Os dois países só em parte se sobrepõem. O país zangado é mais facebookiano que o país sofrido e o país sofrido é mais avesso à voz pública. Mas em ambos habita a mesma relação magoada com poderes inacessíveis e opacos e a mesma perceção de fosso entre os de baixo e os de cima.

O grande desafio político para o nosso tempo é dar resposta aos dois países em simultâneo. Não menosprezar nenhum deles por causa da sua despolitização e juntá-los a partir da sua condição comum de país dos de baixo é algo que exige uma combinação delicada de humildade com firmeza.

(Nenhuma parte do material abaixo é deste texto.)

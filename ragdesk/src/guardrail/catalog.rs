//! Policy catalog: the default category sets and fallback strings.
//!
//! Pure data. Custom regexes have no catalog defaults.

use super::policy::{
    ContentFilter, DeniedTopic, FilterStrength, FilterType, PiiEntity, PiiEntityType,
    SensitiveAction,
};

/// Fallback policy name.
pub const DEFAULT_NAME: &str = "Guardrail";

/// Fallback policy description.
pub const DEFAULT_DESCRIPTION: &str = "Content-safety guardrail for the chat application";

/// Fallback message returned when model input is blocked.
pub const DEFAULT_BLOCKED_INPUT_MESSAGING: &str =
    "Sorry, I cannot respond to that request because it violates our content policy.";

/// Fallback message returned when model output is blocked.
pub const DEFAULT_BLOCKED_OUTPUTS_MESSAGING: &str =
    "Sorry, the generated response was blocked because it violates our content policy.";

/// Default strengths for a content filter category.
///
/// Prompt-attack filtering only applies to input, so its output strength is
/// always [`FilterStrength::None`].
#[must_use]
pub const fn default_content_filter(filter_type: FilterType) -> ContentFilter {
    match filter_type {
        FilterType::PromptAttack => {
            ContentFilter::new(filter_type, FilterStrength::High, FilterStrength::None)
        }
        FilterType::Misconduct => {
            ContentFilter::new(filter_type, FilterStrength::Medium, FilterStrength::Medium)
        }
        _ => ContentFilter::new(filter_type, FilterStrength::High, FilterStrength::High),
    }
}

/// Default content filters: every category at its default strengths.
#[must_use]
pub fn default_content_filters() -> Vec<ContentFilter> {
    FilterType::ALL
        .iter()
        .copied()
        .map(default_content_filter)
        .collect()
}

/// Default denied topics.
#[must_use]
pub fn default_denied_topics() -> Vec<DeniedTopic> {
    [
        (
            "InvestmentAdvice",
            "Recommendations about investing money, buying or selling securities, \
             or managing personal financial assets.",
            &[
                "Which stocks should I buy this year?",
                "Is it a good time to move my savings into crypto?",
            ][..],
        ),
        (
            "MedicalDiagnosis",
            "Diagnosing medical conditions or prescribing treatment for a specific person.",
            &[
                "What illness do I have if my chest hurts?",
                "How much of this medication should I take?",
            ][..],
        ),
        (
            "LegalCounsel",
            "Advice on how a specific person should act in a legal dispute or proceeding.",
            &["Should I sign this settlement agreement?"][..],
        ),
    ]
    .into_iter()
    .map(|(name, definition, examples)| DeniedTopic {
        name: name.to_owned(),
        definition: definition.to_owned(),
        examples: examples.iter().map(|e| (*e).to_owned()).collect(),
    })
    .collect()
}

/// Default action for a PII entity kind.
///
/// Credentials, payment data and government identifiers are blocked;
/// contact and descriptive data is anonymized.
#[must_use]
pub const fn default_pii_action(entity_type: PiiEntityType) -> SensitiveAction {
    use PiiEntityType as P;
    match entity_type {
        P::AwsAccessKey
        | P::AwsSecretKey
        | P::Password
        | P::Pin
        | P::CreditDebitCardCvv
        | P::CreditDebitCardExpiry
        | P::CreditDebitCardNumber
        | P::InternationalBankAccountNumber
        | P::SwiftCode
        | P::UsBankAccountNumber
        | P::UsBankRoutingNumber
        | P::UsSocialSecurityNumber
        | P::UsIndividualTaxIdentificationNumber
        | P::UsPassportNumber
        | P::CaSocialInsuranceNumber
        | P::CaHealthNumber
        | P::UkNationalHealthServiceNumber
        | P::UkNationalInsuranceNumber
        | P::UkUniqueTaxpayerReferenceNumber => SensitiveAction::Block,
        _ => SensitiveAction::Anonymize,
    }
}

/// Default PII entity entry for a kind: enabled both ways, default action.
#[must_use]
pub const fn default_pii_entity(entity_type: PiiEntityType) -> PiiEntity {
    PiiEntity::both(entity_type, default_pii_action(entity_type))
}

/// Default PII entities: every kind with its default flags.
#[must_use]
pub fn default_pii_entities() -> Vec<PiiEntity> {
    PiiEntityType::ALL
        .iter()
        .copied()
        .map(default_pii_entity)
        .collect()
}

#[cfg(test)]
mod tests {
    use super::*;

    #[test]
    fn test_content_filter_defaults_cover_every_category() {
        let filters = default_content_filters();
        assert_eq!(filters.len(), FilterType::ALL.len());
        let prompt_attack = filters
            .iter()
            .find(|f| f.filter_type == FilterType::PromptAttack)
            .unwrap();
        assert_eq!(prompt_attack.output_strength, FilterStrength::None);
    }

    #[test]
    fn test_pii_defaults() {
        let entities = default_pii_entities();
        assert_eq!(entities.len(), PiiEntityType::ALL.len());
        assert_eq!(
            default_pii_action(PiiEntityType::UsSocialSecurityNumber),
            SensitiveAction::Block
        );
        assert_eq!(
            default_pii_action(PiiEntityType::Email),
            SensitiveAction::Anonymize
        );
        assert!(entities.iter().all(|e| e.input_enabled && e.output_enabled));
    }

    #[test]
    fn test_topic_defaults_have_definitions() {
        let topics = default_denied_topics();
        assert!(!topics.is_empty());
        assert!(topics.iter().all(|t| !t.definition.is_empty()));
    }
}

Marcelo Rebelo de Sousa geriu esta tarefa respondendo com afetos individuais ao país sofrido e com distância cautelosa ao país zangado. Ao país sofrido não quis dar a resposta da exigência de serviços públicos mais fortes e da sua presença em todo o território nacional. Ao país zangado não quis dar a reposta de que o discurso contra uma suposta corrupção generalizada é a melhor cortina de fumo para enevoar os negócios dos que sempre ganharam com uma economia que gera pobreza.

Marcelo escolheu responder assim e essa resposta define-o politicamente. A acentuação da crise social exige uma alternativa que dê outras respostas em simultâneo ao país sofrido e ao país zangado. Respostas de cuidado com cada um e de enfrentamento com quem nos descuida. Dadas por quem tenha créditos firmados tanto nesse cuidado como nesse enfrentamento.